Colonial Cartographies and the Disabled Body
摘要
This chapter is primarily focused on the colonial cartographies in the Pacific that completely changed not only the geographical space but also the Indigenous people's bodies, their identities, and their ways of knowing. By showing mapping as a tool of imperial domination and control, the chapter argues that European cartographic practices turned the Pacific Islands from a network of kinship and ecological knowledge into an empire with fragmented territories marked by racial, spatial, and bodily hierarchies. The colonial maps, through their visual codes, territorial splits, and classificatory systems, generated, on the one hand, categories of normality and disability, which were exercised through acts of dispossession, militarization, missionary intervention, and medical carcerality. The Indigenous bodies were rendered “abnormal,” unproductive, or pathological by these cartographies within the colonial frameworks, particularly as the Western biological and racial paradigms overran the Indigenous concepts of balance, reciprocity, and embodied relationality.
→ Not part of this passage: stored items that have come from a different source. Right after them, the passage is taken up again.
use serde::{Deserialize, Serialize};

use crate::load::Config;
use crate::shared::{
    FanoutConfig, MetadataStoreConfig, PgConnectionConfig, PublicationConfig, SyncConfig,
    ValidationError,
};

/// Complete configuration of one mirror job.
#[derive(Debug, Clone, Serialize, Deserialize)]
#[serde(rename_all = "snake_case")]
pub struct MirrorConfig {
    /// Unique name of the job, used as the key of its cursors.
    pub job_name: String,
    /// Database the changes are captured from.
    pub source: PgConnectionConfig,
    /// Database holding the raw log, the job cursors and the destination tables.
    pub destination: PgConnectionConfig,
    pub publication: PublicationConfig,
    #[serde(default)]
    pub sync: SyncConfig,
    #[serde(default)]
    pub fanout: FanoutConfig,
    #[serde(default)]
    pub metadata_store: MetadataStoreConfig,
}

impl MirrorConfig {
    /// Validates every section, returning the first failure.
    pub fn validate(&self) -> Result<(), ValidationError> {
        if self.job_name.trim().is_empty() {
            return Err(ValidationError::EmptyName("job_name".to_owned()));
        }

        self.source.validate()?;
        self.destination.validate()?;
        self.publication.validate()?;
        self.sync.validate()?;
        self.fanout.validate()
    }
}

impl Config for MirrorConfig {
    const LIST_PARSE_KEYS: &'static [&'static str] = &["publication.source_tables"];
}
use std::sync::Once;

use thiserror::Error;
use tracing_subscriber::layer::SubscriberExt;
use tracing_subscriber::util::{SubscriberInitExt, TryInitError};
use tracing_subscriber::{EnvFilter, fmt};

/// Filter used when `RUST_LOG` is not set.
const DEFAULT_FILTER: &str = "info";

/// Filter used by tests when `RUST_LOG` is not set.
const DEFAULT_TEST_FILTER: &str = "mirror=debug,info";

static TEST_TRACING: Once = Once::new();

/// Errors raised while installing the global subscriber.
#[derive(Debug, Error)]
pub enum TracingError {
    #[error("failed to install the global tracing subscriber: {0}")]
    Subscriber(#[from] TryInitError),
}

/// Installs the global subscriber of a service.
///
/// Logs are written to stdout with the filter taken from `RUST_LOG`, falling back to `info`.
/// Records emitted through the `log` crate by dependencies are forwarded as well.
pub fn init_tracing(service_name: &str) -> Result<(), TracingError> {
    let filter = EnvFilter::try_from_default_env().unwrap_or_else(|_| DEFAULT_FILTER.into());
    tracing_subscriber::registry()
        .with(filter)
        .with(fmt::layer().with_target(true))
        .try_init()?;

    tracing::info!(service = service_name, "tracing initialized");

    Ok(())
}

/// Installs a test subscriber once per process.
///
/// Output goes through the test writer, so it is only shown for failing tests or with
/// `--nocapture`. Calling it again is a no-op.
pub fn init_test_tracing() {
    TEST_TRACING.call_once(|| {
        let filter =
            EnvFilter::try_from_default_env().unwrap_or_else(|_| DEFAULT_TEST_FILTER.into());

        // Another subscriber may already be installed by the test harness.
        let _ = tracing_subscriber::registry()
            .with(filter)
            .with(fmt::layer().with_test_writer())
            .try_init();
    });
}

#[cfg(test)]
mod tests {
    use super::*;

    #[test]
    fn test_tracing_can_be_initialized_repeatedly() {
        init_test_tracing();
        init_test_tracing();

        tracing::debug!("still usable after repeated initialization");
    }
}
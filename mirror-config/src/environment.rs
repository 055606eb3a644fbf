use std::fmt;
use std::io;
use std::str::FromStr;

/// Environment variable selecting which override file is loaded.
pub const APP_ENVIRONMENT_ENV_NAME: &str = "APP_ENVIRONMENT";

const DEV_ENV_NAME: &str = "dev";
const PROD_ENV_NAME: &str = "prod";

/// Runtime environment of a mirror process.
///
/// The environment only decides which `configuration/{env}.*` file is layered on top of the
/// base configuration, it has no other effect on behavior.
#[derive(Debug, Clone, Copy, PartialEq, Eq, Default)]
pub enum Environment {
    #[default]
    Dev,
    Prod,
}

impl Environment {
    /// Reads the environment from [`APP_ENVIRONMENT_ENV_NAME`], falling back to [`Environment::Dev`]
    /// when the variable is unset.
    pub fn load() -> Result<Environment, io::Error> {
        match std::env::var(APP_ENVIRONMENT_ENV_NAME) {
            Ok(value) => value.parse(),
            Err(_) => Ok(Environment::default()),
        }
    }

    pub fn as_str(&self) -> &'static str {
        match self {
            Environment::Dev => DEV_ENV_NAME,
            Environment::Prod => PROD_ENV_NAME,
        }
    }
}

impl fmt::Display for Environment {
    fn fmt(&self, f: &mut fmt::Formatter<'_>) -> fmt::Result {
        f.write_str(self.as_str())
    }
}

impl FromStr for Environment {
    type Err = io::Error;

    /// Parses `dev` or `prod`, ignoring ASCII case.
    fn from_str(value: &str) -> Result<Self, Self::Err> {
        if value.eq_ignore_ascii_case(DEV_ENV_NAME) {
            return Ok(Environment::Dev);
        }
        if value.eq_ignore_ascii_case(PROD_ENV_NAME) {
            return Ok(Environment::Prod);
        }

        Err(io::Error::other(format!(
            "`{value}` is not a supported environment, expected `{DEV_ENV_NAME}` or `{PROD_ENV_NAME}`"
        )))
    }
}
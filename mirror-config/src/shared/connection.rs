use secrecy::ExposeSecret;
use serde::{Deserialize, Serialize};
use sqlx::postgres::{PgConnectOptions as SqlxConnectOptions, PgSslMode as SqlxSslMode};
use tokio_postgres::{Config as TokioPgConnectOptions, config::SslMode as TokioPgSslMode};

use crate::SerializableSecretString;
use crate::shared::ValidationError;

/// Session settings applied to every connection so that values are rendered the same way
/// regardless of server defaults.
const SESSION_SETTINGS: &[(&str, &str)] = &[
    ("datestyle", "ISO"),
    ("intervalstyle", "postgres"),
    ("extra_float_digits", "3"),
    ("client_encoding", "UTF8"),
];

/// Application name reported to Postgres by mirror connections.
pub const MIRROR_APPLICATION_NAME: &str = "mirror";

/// Renders [`SESSION_SETTINGS`] as a tokio-postgres `options` string.
pub fn session_options_string() -> String {
    SESSION_SETTINGS
        .iter()
        .map(|(key, value)| format!("-c {key}={value}"))
        .collect::<Vec<_>>()
        .join(" ")
}

/// Connection parameters of a Postgres database.
#[derive(Debug, Clone, Serialize, Deserialize)]
#[serde(rename_all = "snake_case")]
pub struct PgConnectionConfig {
    pub host: String,
    pub port: u16,
    /// Database name.
    pub name: String,
    pub username: String,
    /// Redacted in debug output.
    pub password: Option<SerializableSecretString>,
    pub tls: TlsConfig,
}

impl PgConnectionConfig {
    pub fn validate(&self) -> Result<(), ValidationError> {
        if self.host.is_empty() {
            return Err(ValidationError::EmptyName("host".to_owned()));
        }
        if self.name.is_empty() {
            return Err(ValidationError::EmptyName("name".to_owned()));
        }

        self.tls.validate()
    }
}

/// TLS settings of a Postgres connection.
#[derive(Debug, Clone, Default, Serialize, Deserialize)]
#[serde(rename_all = "snake_case")]
pub struct TlsConfig {
    /// PEM-encoded trusted root certificates.
    pub trusted_root_certs: String,
    pub enabled: bool,
}

impl TlsConfig {
    /// Fails with [`ValidationError::MissingTrustedRootCerts`] when TLS is enabled without
    /// any root certificate.
    pub fn validate(&self) -> Result<(), ValidationError> {
        if self.enabled && self.trusted_root_certs.is_empty() {
            return Err(ValidationError::MissingTrustedRootCerts);
        }

        Ok(())
    }
}

/// Conversion of [`PgConnectionConfig`] into the connect options of a specific driver.
///
/// sqlx is used for the metadata and raw log stores, tokio-postgres for the source client,
/// so both get an implementation.
pub trait IntoConnectOptions<Output> {
    /// Options for the server without selecting a database, used to create or drop databases.
    fn without_db(&self) -> Output;

    /// Options for the configured database.
    fn with_db(&self) -> Output;
}

impl IntoConnectOptions<SqlxConnectOptions> for PgConnectionConfig {
    fn without_db(&self) -> SqlxConnectOptions {
        let ssl_mode = match self.tls.enabled {
            true => SqlxSslMode::VerifyFull,
            false => SqlxSslMode::Prefer,
        };
        let settings = SESSION_SETTINGS
            .iter()
            .map(|(key, value)| (key.to_string(), value.to_string()));

        let options = SqlxConnectOptions::new_without_pgpass()
            .host(&self.host)
            .port(self.port)
            .username(&self.username)
            .application_name(MIRROR_APPLICATION_NAME)
            .ssl_mode(ssl_mode)
            .ssl_root_cert_from_pem(self.tls.trusted_root_certs.clone().into_bytes())
            .options(settings);

        match &self.password {
            Some(password) => options.password(password.expose_secret()),
            None => options,
        }
    }

    fn with_db(&self) -> SqlxConnectOptions {
        let options: SqlxConnectOptions = self.without_db();
        options.database(&self.name)
    }
}

impl IntoConnectOptions<TokioPgConnectOptions> for PgConnectionConfig {
    fn without_db(&self) -> TokioPgConnectOptions {
        let ssl_mode = match self.tls.enabled {
            true => TokioPgSslMode::VerifyFull,
            false => TokioPgSslMode::Prefer,
        };

        let mut config = TokioPgConnectOptions::new();
        // Certificates are handed to rustls when connecting, only the mode is set here.
        config
            .host(self.host.clone())
            .port(self.port)
            .user(self.username.clone())
            .application_name(MIRROR_APPLICATION_NAME)
            .options(session_options_string())
            .ssl_mode(ssl_mode);

        if let Some(password) = &self.password {
            config.password(password.expose_secret());
        }

        config
    }

    fn with_db(&self) -> TokioPgConnectOptions {
        let mut config: TokioPgConnectOptions = self.without_db();
        config.dbname(self.name.clone());
        config
    }
}
use std::io::BufReader;
use std::sync::Arc;

use mirror_config::shared::{IntoConnectOptions, PgConnectionConfig};
use pg_escape::{quote_identifier, quote_literal};
use rustls::ClientConfig;
use tokio_postgres::tls::MakeTlsConnect;
use tokio_postgres::{Client, Config, Connection, NoTls, SimpleQueryMessage, SimpleQueryRow, Socket};
use tokio_postgres_rustls::MakeRustlsConnect;
use tracing::{error, info};

use crate::error::{ErrorKind, MirrorResult};
use crate::schema::{ColumnSchema, ColumnType, DestinationTableSchema, TableName};
use crate::source::ReplicationSource;
use crate::{bail, mirror_error};

/// Output plugin of the replication slots created for mirror jobs.
const OUTPUT_PLUGIN: &str = "pgoutput";

/// Spawns a task driving a Postgres connection until it terminates.
fn spawn_postgres_connection<T>(connection: Connection<Socket, T::Stream>)
where
    T: MakeTlsConnect<Socket>,
    T::Stream: Send + 'static,
{
    // The client closes the connection when dropped, so the handle is not kept.
    tokio::spawn(async move {
        match connection.await {
            Err(err) => error!("an error occurred during the source connection: {}", err),
            Ok(()) => info!("source connection terminated successfully"),
        }
    });
}

/// Catalog client for the source database of a mirror job.
#[derive(Debug, Clone)]
pub struct PgSourceClient {
    client: Arc<Client>,
}

impl PgSourceClient {
    /// Connects to the source, using TLS when enabled in `config`.
    pub async fn connect(config: PgConnectionConfig) -> MirrorResult<Self> {
        match config.tls.enabled {
            true => Self::connect_tls(config).await,
            false => Self::connect_no_tls(config).await,
        }
    }

    async fn connect_no_tls(pg_connection_config: PgConnectionConfig) -> MirrorResult<Self> {
        let config: Config = pg_connection_config.with_db();

        let (client, connection) = config.connect(NoTls).await?;
        spawn_postgres_connection::<NoTls>(connection);

        info!("connected to source without tls");

        Ok(Self {
            client: Arc::new(client),
        })
    }

    async fn connect_tls(pg_connection_config: PgConnectionConfig) -> MirrorResult<Self> {
        let config: Config = pg_connection_config.with_db();

        let mut root_store = rustls::RootCertStore::empty();
        let mut root_certs_reader =
            BufReader::new(pg_connection_config.tls.trusted_root_certs.as_bytes());
        for cert in rustls_pemfile::certs(&mut root_certs_reader) {
            root_store.add(cert?)?;
        }

        let tls_config = ClientConfig::builder()
            .with_root_certificates(root_store)
            .with_no_client_auth();

        let (client, connection) = config.connect(MakeRustlsConnect::new(tls_config)).await?;
        spawn_postgres_connection::<MakeRustlsConnect>(connection);

        info!("connected to source with tls");

        Ok(Self {
            client: Arc::new(client),
        })
    }

    pub fn is_closed(&self) -> bool {
        self.client.is_closed()
    }

    async fn query_rows(&self, query: &str) -> MirrorResult<Vec<SimpleQueryRow>> {
        let rows = self
            .client
            .simple_query(query)
            .await?
            .into_iter()
            .filter_map(|message| match message {
                SimpleQueryMessage::Row(row) => Some(row),
                _ => None,
            })
            .collect();

        Ok(rows)
    }

    async fn has_rows(&self, query: &str) -> MirrorResult<bool> {
        Ok(!self.query_rows(query).await?.is_empty())
    }
}

fn row_value<'a>(row: &'a SimpleQueryRow, column: &str, table: &TableName) -> MirrorResult<&'a str> {
    row.try_get(column)?.ok_or_else(|| {
        mirror_error!(
            ErrorKind::InvalidData,
            "Catalog column is null",
            format!("column `{column}` is null in the catalog row of {table}")
        )
    })
}

/// Returns the literal `'"schema"."table"'::regclass`.
fn regclass(table: &TableName) -> String {
    format!("{}::regclass", quote_literal(&table.as_quoted_identifier()))
}

impl ReplicationSource for PgSourceClient {
    async fn table_exists(&self, table: &TableName) -> MirrorResult<bool> {
        let query = format!(
            "select 1 from pg_tables where schemaname = {} and tablename = {};",
            quote_literal(&table.schema),
            quote_literal(&table.name)
        );

        self.has_rows(&query).await
    }

    async fn get_primary_key_column(&self, table: &TableName) -> MirrorResult<String> {
        let query = format!(
            r#"
            select a.attname
            from pg_index i
            join pg_attribute a on a.attrelid = i.indrelid and a.attnum = any(i.indkey)
            where i.indrelid = {} and i.indisprimary;
            "#,
            regclass(table)
        );

        let rows = self.query_rows(&query).await?;
        match rows.as_slice() {
            [row] => Ok(row_value(row, "attname", table)?.to_owned()),
            [] => bail!(
                ErrorKind::MissingPrimaryKey,
                "Source table has no primary key",
                format!("table {table} must have a single column primary key")
            ),
            _ => bail!(
                ErrorKind::MissingPrimaryKey,
                "Source table has a composite primary key",
                format!(
                    "table {table} has a primary key over {} columns, only one is supported",
                    rows.len()
                )
            ),
        }
    }

    async fn get_destination_schema(&self, table: &TableName) -> MirrorResult<DestinationTableSchema> {
        let primary_key = self.get_primary_key_column(table).await?;

        let query = format!(
            r#"
            select a.attname, format_type(a.atttypid, a.atttypmod) as type_name, a.attnotnull
            from pg_attribute a
            where a.attrelid = {} and a.attnum > 0 and not a.attisdropped
            order by a.attnum;
            "#,
            regclass(table)
        );

        let mut columns = Vec::new();
        for row in self.query_rows(&query).await? {
            let name = row_value(&row, "attname", table)?;
            let type_name = row_value(&row, "type_name", table)?;
            let not_null = row_value(&row, "attnotnull", table)? == "t";

            columns.push(ColumnSchema::new(
                name,
                ColumnType::from_pg_type(type_name),
                !not_null,
            ));
        }

        Ok(DestinationTableSchema::new(table.clone(), columns, primary_key)?)
    }

    async fn publication_exists(&self, publication: &str) -> MirrorResult<bool> {
        let query = format!(
            "select 1 from pg_publication where pubname = {};",
            quote_literal(publication)
        );

        self.has_rows(&query).await
    }

    async fn create_publication(&self, publication: &str, tables: &[TableName]) -> MirrorResult<()> {
        let tables = tables
            .iter()
            .map(TableName::as_quoted_identifier)
            .collect::<Vec<_>>()
            .join(", ");
        let query = format!(
            "create publication {} for table {tables};",
            quote_identifier(publication)
        );

        self.client.simple_query(&query).await?;

        Ok(())
    }

    async fn slot_exists(&self, slot_name: &str) -> MirrorResult<bool> {
        let query = format!(
            "select 1 from pg_replication_slots where slot_name = {};",
            quote_literal(slot_name)
        );

        self.has_rows(&query).await
    }

    async fn create_slot(&self, slot_name: &str) -> MirrorResult<()> {
        let query = format!(
            "select pg_create_logical_replication_slot({}, {});",
            quote_literal(slot_name),
            quote_literal(OUTPUT_PLUGIN)
        );

        self.client.simple_query(&query).await?;

        Ok(())
    }
}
The chapter also discusses how the mapping of catastrophes, outbreaks, and environmental changes as signs of Indigenous weakness served to reinforce the narratives of incapacity while, at the same time, erasing Indigenous resilience and adaptive knowledge. Through the use of post-colonial theory, critical disability studies, and Pacific Indigenous epistemologies, the chapter unveils how race and disability intermingled under colonial rule, producing the annihilation of marginalized groups that persist. However, it also points out Indigenous counter-mappings, such as the “Blue Pacific” vision, that not only reclaim oceanic connectivity and reassert sovereignty but also challenge Eurocentric notions of normality, embodiment, and care. Later, the discussion leads to the conclusion that disability in Oceania, on the one hand, is a colonial creation that still has modern impacts, and, on the other hand, is a place where resistance can be grounded in Indigenous views of interdependence, communal health, and toughness.